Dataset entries
//! Q64.96 square-root price.

use core::fmt;

use crate::error::IrsError;

/// `2^96`, the fixed-point scale of [`SqrtPriceX96`].
pub const Q96: u128 = 1 << 96;

/// `sqrt(1.0001^tick) * 2^96` as an unsigned fixed-point number.
///
/// Every price reachable on the tick grid fits in a `u128`: the largest,
/// at [`MAX_TICK`](super::MAX_TICK), is about `2.5e30`.  Intermediate
/// products are computed in 256/512-bit space by the math module.
///
/// Construction only rejects zero; the grid bounds are enforced by
/// [`tick_math`](crate::math) and the VAMM, which know them.
///
/// # Examples
///
/// ```
/// use irs_amm::domain::{SqrtPriceX96, Q96};
///
/// let one = SqrtPriceX96::new(Q96).unwrap_or(SqrtPriceX96::ONE);
/// assert_eq!(one, SqrtPriceX96::ONE);
/// assert!(SqrtPriceX96::new(0).is_err());
/// ```
#[derive(Debug, Clone, Copy, PartialEq, Eq, PartialOrd, Ord, Hash)]
#[cfg_attr(feature = "serde", derive(serde::Serialize, serde::Deserialize))]
pub struct SqrtPriceX96(u128);

impl SqrtPriceX96 {
    /// Price `1.0` (tick 0).
    pub const ONE: Self = Self(Q96);

    /// Creates a new sqrt price.
    ///
    /// # Errors
    ///
    /// Returns [`IrsError::InvalidSqrtPrice`] if `value` is zero.
    pub const fn new(value: u128) -> crate::error::Result<Self> {
        if value == 0 {
            return Err(IrsError::InvalidSqrtPrice("sqrt price must be positive"));
        }
        Ok(Self(value))
    }

    /// Returns the raw Q64.96 value.
    #[must_use]
    pub const fn get(&self) -> u128 {
        self.0
    }
}

impl fmt::Display for SqrtPriceX96 {
    fn fmt(&self, f: &mut fmt::Formatter<'_>) -> fmt::Result {
        write!(f, "{}", self.0)
    }
}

(Work instruction):
All records should be written out again exactly as given.

(Expected answer):
//! Q64.96 square-root price.

use core::fmt;

use crate::error::IrsError;

/// `2^96`, the fixed-point scale of [`SqrtPriceX96`].
pub const Q96: u128 = 1 << 96;

/// `sqrt(1.0001^tick) * 2^96` as an unsigned fixed-point number.
///
/// Every price reachable on the tick grid fits in a `u128`: the largest,
/// at [`MAX_TICK`](super::MAX_TICK), is about `2.5e30`.  Intermediate
/// products are computed in 256/512-bit space by the math module.
///
/// Construction only rejects zero; the grid bounds are enforced by
/// [`tick_math`](crate::math) and the VAMM, which know them.
///
/// # Examples
///
/// ```
/// use irs_amm::domain::{SqrtPriceX96, Q96};
///
/// let one = SqrtPriceX96::new(Q96).unwrap_or(SqrtPriceX96::ONE);
/// assert_eq!(one, SqrtPriceX96::ONE);
/// assert!(SqrtPriceX96::new(0).is_err());
/// ```
#[derive(Debug, Clone, Copy, PartialEq, Eq, PartialOrd, Ord, Hash)]
#[cfg_attr(feature = "serde", derive(serde::Serialize, serde::Deserialize))]
pub struct SqrtPriceX96(u128);

impl SqrtPriceX96 {
    /// Price `1.0` (tick 0).
    pub const ONE: Self = Self(Q96);

    /// Creates a new sqrt price.
    ///
    /// # Errors
    ///
    /// Returns [`IrsError::InvalidSqrtPrice`] if `value` is zero.
    pub const fn new(value: u128) -> crate::error::Result<Self> {
        if value == 0 {
            return Err(IrsError::InvalidSqrtPrice("sqrt price must be positive"));
        }
        Ok(Self(value))
    }

    /// Returns the raw Q64.96 value.
    #[must_use]
    pub const fn get(&self) -> u128 {
        self.0
    }
}

impl fmt::Display for SqrtPriceX96 {
    fn fmt(&self, f: &mut fmt::Formatter<'_>) -> fmt::Result {
        write!(f, "{}", self.0)
    }
}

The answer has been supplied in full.